Tips for working in sports
Maclaine Chadwick | Sports Editor
I SOMETIMES WONDER how many university students are pursuing the education or career that they dreamt about as a child. How many little kids say “I want to have a women’s studies degree” or “I want work for the department of finance”? People change as they grow up, and their career paths change along with them.
I hadn’t considered working in the sports industry until my second year at the University of Ottawa, but now—much to the dismay of my stability-oriented grandparents—it’s all I can think about.
I’m a strong believer that your working experience is as important as your GPA, but for anyone trying to get their foot in the door of one of the most competitive industries out there, I feel your pain. It can be difficult, especially in a city like Ottawa, which is saturated with government employment.
But here we are, finishing degrees in programs that don’t really guarantee us jobs anywhere—let alone the ones that we might have desired as kids. If you want to work in the sports industry, you’re going to need more than a degree. Take advantage of the opportunities that are here in Ottawa or nearby while you still can. As students, we have lots of opportunities exclusive to us that can beef up our resumé and help us network.
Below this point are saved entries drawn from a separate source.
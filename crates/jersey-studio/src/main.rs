use std::path::{Path, PathBuf};

use anyhow::{Context, Result};
use chrono::Utc;
use clap::{Args, Parser, Subcommand};

use jersey_studio_config::workspace::format_last_save;
use jersey_studio_config::{JerseyView, StudioConfig, WorkspaceDoc, WorkspaceStore};
use jersey_studio_mod_history::config::canvas_doc_id;
use jersey_studio_mod_history::{CanvasHistory, HistoryConfig, HistoryStore};
use jersey_studio_points::plans::POINTS_PLANS;
use jersey_studio_points::pricing::{estimate_exports, format_currency, format_points};
use jersey_studio_points::{
    AuditStatus, AuthSession, ExportRequest, LedgerConfig, LedgerReceipt, LocalAccountStore,
    PointsAccount, PointsLedger,
};

/// Jersey design studio: export pricing, points accounts and canvas history.
#[derive(Parser, Debug)]
#[command(name = "jersey-studio", version, about)]
struct Cli {
    /// Config file to use instead of jersey-studio.json next to the executable.
    #[arg(long, global = true)]
    config: Option<PathBuf>,

    #[command(subcommand)]
    command: Command,
}

#[derive(Subcommand, Debug)]
enum Command {
    /// Points needed for an export.
    Cost(CostArgs),

    /// Exports a balance pays for.
    Estimate { balance: u64 },

    /// List the points packages.
    Plans,

    /// Show or change a points account in the local store.
    Account(AccountArgs),

    /// Edit or inspect a persisted canvas history.
    Canvas(CanvasArgs),

    /// Show or clear the saved design workspace.
    Workspace {
        #[command(subcommand)]
        action: WorkspaceAction,
    },
}

#[derive(Args, Debug)]
struct CostArgs {
    #[arg(long, default_value_t = 0)]
    front: u64,
    #[arg(long, default_value_t = 0)]
    back: u64,
    #[arg(long, default_value_t = 0)]
    sleeves: u64,
    #[arg(long, default_value_t = 0)]
    collars: u64,
    /// Full jerseys (front, back and both sleeves).
    #[arg(long, default_value_t = 0)]
    full: u64,
    /// Full jerseys including the collar.
    #[arg(long, default_value_t = 0)]
    full_with_collar: u64,
    /// Multiply everything by the roster size.
    #[arg(long, default_value_t = 1)]
    players: u64,
}

#[derive(Args, Debug)]
struct AccountArgs {
    #[arg(long)]
    user: String,
    #[arg(long)]
    email: Option<String>,
    #[command(subcommand)]
    action: AccountAction,
}

#[derive(Subcommand, Debug)]
enum AccountAction {
    Show,
    /// Credit purchased (or, with --bonus, promotional) points.
    Add {
        points: u64,
        #[arg(long)]
        bonus: bool,
        #[arg(short = 'm', long = "message")]
        description: Option<String>,
    },
    /// Spend points.
    Deduct {
        points: u64,
        #[arg(short = 'm', long = "message")]
        description: Option<String>,
    },
    /// Return points spent on a failed export.
    Refund {
        points: u64,
        #[arg(short = 'm', long = "message")]
        description: Option<String>,
    },
    /// List the transaction log, newest first.
    History,
    /// Compare the balance with the transaction log.
    Reconcile,
}

#[derive(Args, Debug)]
struct CanvasArgs {
    /// Document id; defaults to the canvas of --player on --view.
    #[arg(long)]
    doc: Option<String>,
    #[arg(long, default_value_t = 0)]
    player: usize,
    #[arg(long)]
    view: Option<JerseyView>,
    #[command(subcommand)]
    action: CanvasAction,
}

#[derive(Subcommand, Debug)]
enum CanvasAction {
    /// Record a canvas state.
    Push { payload: String },
    Undo,
    Redo,
    Stats,
    /// Drop the document's history.
    Clear,
}

#[derive(Subcommand, Debug)]
enum WorkspaceAction {
    Show,
    /// Remove the saved workspace and every player canvas history.
    Clear,
}

fn main() -> Result<()> {
    let cli = Cli::parse();

    let config_path = cli.config.clone().unwrap_or_else(StudioConfig::config_path);
    let config = StudioConfig::load_or_create(&config_path);

    // Initialize logging
    tracing_subscriber::fmt()
        .with_env_filter(
            tracing_subscriber::EnvFilter::try_from_default_env()
                .unwrap_or_else(|_| tracing_subscriber::EnvFilter::new(&config.log_filter)),
        )
        .init();

    tracing::info!("Starting jersey-studio");
    let data_dir = config.resolve_data_dir();
    tracing::debug!(
        config = %config_path.display(),
        data_dir = %data_dir.display(),
        "Resolved paths"
    );

    match cli.command {
        Command::Cost(args) => print_cost(&args),
        Command::Estimate { balance } => print_estimate(balance),
        Command::Plans => print_plans(),
        Command::Account(args) => run_account(args, &config, &data_dir)?,
        Command::Canvas(args) => run_canvas(args, &config)?,
        Command::Workspace { action } => run_workspace(action, &data_dir)?,
    }
    Ok(())
}

fn print_cost(args: &CostArgs) {
    let request = ExportRequest {
        front: args.front,
        back: args.back,
        sleeves: args.sleeves,
        collars: args.collars,
        full_jerseys: args.full,
        full_jerseys_with_collar: args.full_with_collar,
    }
    .times(args.players);

    println!("{}", request.describe());
    println!("Cost: {} points", format_points(request.cost()));
}

fn print_estimate(balance: u64) {
    let estimate = estimate_exports(balance);
    println!("With {} points you can export:", format_points(balance));
    println!("  {:>8}  full jerseys", estimate.full_jersey);
    println!("  {:>8}  full jerseys with collar", estimate.full_jersey_with_collar);
    println!("  {:>8}  front images", estimate.front_only);
    println!("  {:>8}  back images", estimate.back_only);
    println!("  {:>8}  sleeves", estimate.sleeves);
    println!("  {:>8}  collars", estimate.collars);
}

fn print_plans() {
    for plan in &POINTS_PLANS {
        let marker = if plan.popular { " (popular)" } else { "" };
        println!("{} - {}{marker}", plan.name, plan.description);
        if plan.is_self_serve() {
            println!(
                "  {:>10}  {:>6} points  {}",
                format_currency(plan.price as f64),
                format_points(plan.total_points()),
                plan.value
            );
            if let Some(savings) = plan.savings_percent().filter(|s| *s > 0) {
                println!("  {savings}% off per point with the bonus");
            }
        } else {
            println!("  {}", plan.value);
        }
    }
}

fn print_account(account: &PointsAccount) {
    println!("User:      {}", account.user_id);
    println!("Balance:   {} points", format_points(account.balance));
    println!("Purchased: {}", format_points(account.total_purchased));
    println!("Used:      {}", format_points(account.total_used));
    if let Some(updated_at) = account.updated_at {
        println!("Updated:   {}", updated_at.format("%Y-%m-%d %H:%M:%S UTC"));
    }
}

fn print_receipt(receipt: &LedgerReceipt) {
    println!(
        "{} {:+} points: {}",
        receipt.transaction.kind, receipt.transaction.amount, receipt.transaction.description
    );
    println!("Balance: {} points", format_points(receipt.account.balance));
    if let AuditStatus::Pending { reason } = &receipt.audit {
        println!("Transaction log not updated yet: {reason}");
    }
}

fn run_account(args: AccountArgs, config: &StudioConfig, data_dir: &Path) -> Result<()> {
    let store = LocalAccountStore::open(data_dir)?;
    let mut ledger = PointsLedger::new(store, LedgerConfig::from_studio(config));
    ledger
        .sign_in(AuthSession::new(args.user, args.email))
        .context("Failed to open points account")?;

    match args.action {
        AccountAction::Show => {
            if let Some(account) = ledger.account() {
                print_account(account);
            }
            if ledger.is_premium() {
                println!("Premium account");
            }
        }
        AccountAction::Add {
            points,
            bonus,
            description,
        } => {
            let receipt = if bonus {
                ledger.add_bonus(points, description.as_deref().unwrap_or("Bonus points"))?
            } else {
                ledger.add(points, description.as_deref().unwrap_or("Points purchase"))?
            };
            print_receipt(&receipt);
        }
        AccountAction::Deduct {
            points,
            description,
        } => {
            let receipt = ledger.deduct(points, description.as_deref().unwrap_or("Points used"))?;
            print_receipt(&receipt);
        }
        AccountAction::Refund {
            points,
            description,
        } => {
            let receipt = ledger.refund(points, description.as_deref().unwrap_or("Refund"))?;
            print_receipt(&receipt);
        }
        AccountAction::History => {
            for tx in ledger.transactions()? {
                println!(
                    "{}  {:<8} {:>+8}  {}",
                    tx.occurred_at.format("%Y-%m-%d %H:%M"),
                    tx.kind,
                    tx.amount,
                    tx.description
                );
            }
        }
        AccountAction::Reconcile => {
            let report = ledger.reconcile()?;
            println!("Balance:        {}", report.balance);
            println!("Logged total:   {} ({} entries)", report.logged_total, report.logged_count);
            println!("Pending total:  {} ({} entries)", report.pending_total, report.pending_count);
            if report.is_consistent() {
                println!("Consistent");
            } else {
                println!("Drift: {}", report.drift());
            }
        }
    }
    Ok(())
}

fn run_canvas(args: CanvasArgs, config: &StudioConfig) -> Result<()> {
    let doc_id = match (args.doc, args.view) {
        (Some(doc), _) => doc,
        (None, Some(view)) => canvas_doc_id(args.player, view),
        (None, None) => anyhow::bail!("Pass --doc or --view to pick a canvas"),
    };

    let history_config = HistoryConfig::from_studio(config);
    let store = HistoryStore::open(&history_config.data_dir)?;
    let mut history = CanvasHistory::load_or_new(doc_id, &history_config, Some(store))?;

    match args.action {
        CanvasAction::Push { payload } => history.push(payload),
        CanvasAction::Undo => match history.undo() {
            Some(snapshot) => println!("{}", snapshot.payload),
            None => println!("Nothing to undo"),
        },
        CanvasAction::Redo => match history.redo() {
            Some(snapshot) => println!("{}", snapshot.payload),
            None => println!("Nothing to redo"),
        },
        CanvasAction::Stats => {
            let stats = history.stats();
            println!("{}", serde_json::to_string_pretty(&stats)?);
        }
        CanvasAction::Clear => history.clear()?,
    }

    history.flush()?;
    Ok(())
}

fn run_workspace(action: WorkspaceAction, data_dir: &Path) -> Result<()> {
    let workspace = WorkspaceStore::open(&WorkspaceStore::workspace_path(data_dir))?;

    match action {
        WorkspaceAction::Show => match workspace.load_state()? {
            Some(state) => {
                println!("Session:  {}", state.session_id);
                println!("Step:     {}", state.current_step);
                println!("Player:   {}", state.selected_player_index);
                println!("Saved:    {}", format_last_save(state.last_save(), Utc::now()));
                for doc in WorkspaceDoc::ALL {
                    let stored = workspace.load_doc(doc)?.is_some();
                    println!("{doc:?}: {}", if stored { "saved" } else { "missing" });
                }
            }
            None => println!("No saved workspace"),
        },
        WorkspaceAction::Clear => {
            workspace.clear()?;
            let history = HistoryStore::open(data_dir)?;
            let removed = history.clear_canvas_documents()?;
            println!("Workspace cleared ({removed} canvas histories removed)");
        }
    }
    Ok(())
}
Start at the bottom: Don’t expect your dream job to be handed to you. If you haven’t started yet, you’re going to have to pay your dues. Better do that now while you have the master status of student or recent grad to excuse the fact that you’re working on commission at the Nike outlet. Even what seems like the smallest job can be a big help—lifeguarding, refereeing, selling tickets at a game…Working hard at jobs like this mean there is nowhere to go but up.
Volunteer: The IN Force volunteer team at Sports Services is a great way to get a little promotional sports experience under your belt, and you don’t even have to leave campus! If coaching is more your thing and you can commit, you can always find a minor league team in the area that needs help, or check out organizations like KidSport Ottawa for opportunities. Of course, if you wanted to take a crack at sports journalism, feel free to write a game review for the Fulcrum. Seriously, any time.
Don’t stop networking: Get out there and mingle! I love LinkedIn, but it can only take you so far. Attend a conference like the one held in Toronto by PrimeTime Sports & Entertainment to hear great speakers and chat with professionals. It’s well worth the trip, and doubles as an educational experience—this is nothing like your philosophy lecture.
Unfortunately for you guys, I’m not about to disclose all of the tricks up my sleeve. But if you’re sharing my struggle and trying to get into the sports industry, give one of my hints a try—you may be surprised how helpful it can be!